New Zealand's regulatory framework is among the most rigorous in the world. Suggestions that this project will operate to substandard environmental controls ignore both our consent regime and the Santana management's demonstrated track record.

The panel's task is to assess facts, evidence, and enforceable conditions, not sentiment or fear.

Ultimately, the fast-track process for Santana is doing exactly what it was intended to do. It's testing the project against environmental impacts, economic benefits, engineering design, and risk management in a disciplined and independent way, within a defined timeframe.

A further development that reinforces the integrity of the process is Santana Minerals' recently executed land access agreement with Central Otago District Council.

Following extensive negotiations, the council has approved access arrangements over council-owned roads required for the project. This agreement relates solely to land access and constitutes neither approval for mining activity, nor disapproval.

The agreement provides clarity and certainty around access while explicitly preserving the independence of the consenting process. The council has been clear that it hasn't taken a position for or against the mine, and that the ultimate decision rests with the relevant regulatory and fast-track panels.

From a community perspective, the agreement establishes a transparent financial framework. Santana has committed to a CPI-indexed annual payment of $1.25 million to the council, equivalent to roughly $100,000 per month, every month, for the life of the mine (once commencing commercial production).

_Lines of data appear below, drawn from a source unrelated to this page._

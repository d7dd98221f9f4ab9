//! logger.rs
//! Configuración del logger usando env_logger.

/// Filtro por defecto si RUST_LOG no está definido: sqlx es muy ruidoso en info.
const DEFAULT_FILTER: &str = "info,sqlx=warn";

pub fn init_logger() {
    env_logger::Builder::from_env(env_logger::Env::default().default_filter_or(DEFAULT_FILTER))
        .format_timestamp_secs()
        .init();
}

/// Para tests: no falla si otro test ya inicializó el logger.
#[cfg(test)]
pub fn init_test_logger() {
    let _ = env_logger::Builder::from_env(env_logger::Env::default().default_filter_or("warn"))
        .is_test(true)
        .try_init();
}
use std::future::Future;
use std::time::Duration;

use rand::Rng;

use crate::config::app_config::SyncSettings;
use crate::errors::SyncError;

/// Backoff exponencial con "equal jitter": mitad fija, mitad aleatoria.
pub fn backoff_delay(settings: &SyncSettings, attempt: u32) -> Duration {
    let exp = settings
        .backoff_base_ms
        .saturating_mul(1u64 << (attempt.saturating_sub(1)).min(20))
        .min(settings.backoff_max_ms);
    let half = exp / 2;
    let jitter = if half > 0 {
        rand::thread_rng().gen_range(0..=half)
    } else {
        0
    };
    Duration::from_millis(half + jitter)
}

/// Ejecuta `op` hasta `settings.max_attempts` veces mientras el error sea transitorio.
pub async fn with_retry<T, F, Fut>(
    settings: &SyncSettings,
    what: &str,
    mut op: F,
) -> Result<T, SyncError>
where
    F: FnMut() -> Fut,
    Fut: Future<Output = Result<T, SyncError>>,
{
    let max_attempts = settings.max_attempts.max(1);
    let mut attempt = 1;
    loop {
        match op().await {
            Ok(value) => return Ok(value),
            Err(e) if e.is_retryable() && attempt < max_attempts => {
                let delay = backoff_delay(settings, attempt);
                log::warn!(
                    "({}) Intento {}/{} falló: {}. Reintentando en {:?}",
                    what,
                    attempt,
                    max_attempts,
                    e,
                    delay
                );
                tokio::time::sleep(delay).await;
                attempt += 1;
            }
            Err(e) => return Err(e),
        }
    }
}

These funds will be directed toward infrastructure, environmental initiatives, and broader economic development across the region.

This arrangement shows how local government can engage pragmatically with major projects without compromising neutrality. The agreement will deliver tangible, long-term community benefit which is a significant win for the Otago district.

Separately, there's been some noise recently about the project economics being misrepresented. However rather than being misrepresented, it is likely being understated by the constraints demanded by ASX listing rules.

When Santana published its feasibility study in July 2025, corporate tax payable to the New Zealand Government over the life of mine was estimated at $983 million. At the current gold price, that figure is now $1.7 billion. Estimated Crown royalties have also increased from $410 million to $703 million.

That's $2.403 billion in taxes and royalties alone. And that's before you add PAYE tax from the hundreds of employees who'll be working on site throughout the mine life.

These are material contributions to the New Zealand economy, and suggesting that the economics don't stack up or have been inflated ignores the reality of updated modelling and the very real increase in gold prices since the feasibility study was completed.

It would also be ridiculous for an opponent to claim to know more about the modelling than highly experienced, and accountable, experts.

Concerns about taxpayers being left to cover environmental cleanup costs don't reflect how modern mining regulation works. Western Australia's Mining Rehabilitation Fund, for example, provide an example of how some jurisdictions managed these costs.

The fund covers nearly 1,000 active mine sites. Since 2013, mining operators have contributed A$374 million to the fund through annual levies, yet actual expenditure on failed mine rehabilitation has been minimal.

The system ensures that when mining companies fail to meet their rehabilitation obligations, the fund covers the costs rather than taxpayers. 

New Zealand operates similar requirements, where companies must provide financial assurance covering full rehabilitation costs, protecting taxpayers from being left with cleanup bills. 

A rigorous process is ultimately in Santana's best interest. A consent that's been properly tested is far less vulnerable to challenge down the track.

A consent granted following a robust fast-track process is more likely to endure changes in political climate, judicial review risk, and public pressure. In that sense, the additional time being taken by the panel should be viewed as an investment in durability. It increases confidence that whatever the outcome, the decision will be grounded in fact, legally defensible, and able to withstand scrutiny.

It's also realistic to expect continued share price volatility through this final phase of the regulatory process.

As the fast-track panel undertakes its work, commentary and speculation will inevitably increase, generating noise that may have little to do with the project's actual merits. That volatility is a feature of all such projects at this stage, not a signal about the quality or integrity of the process underway.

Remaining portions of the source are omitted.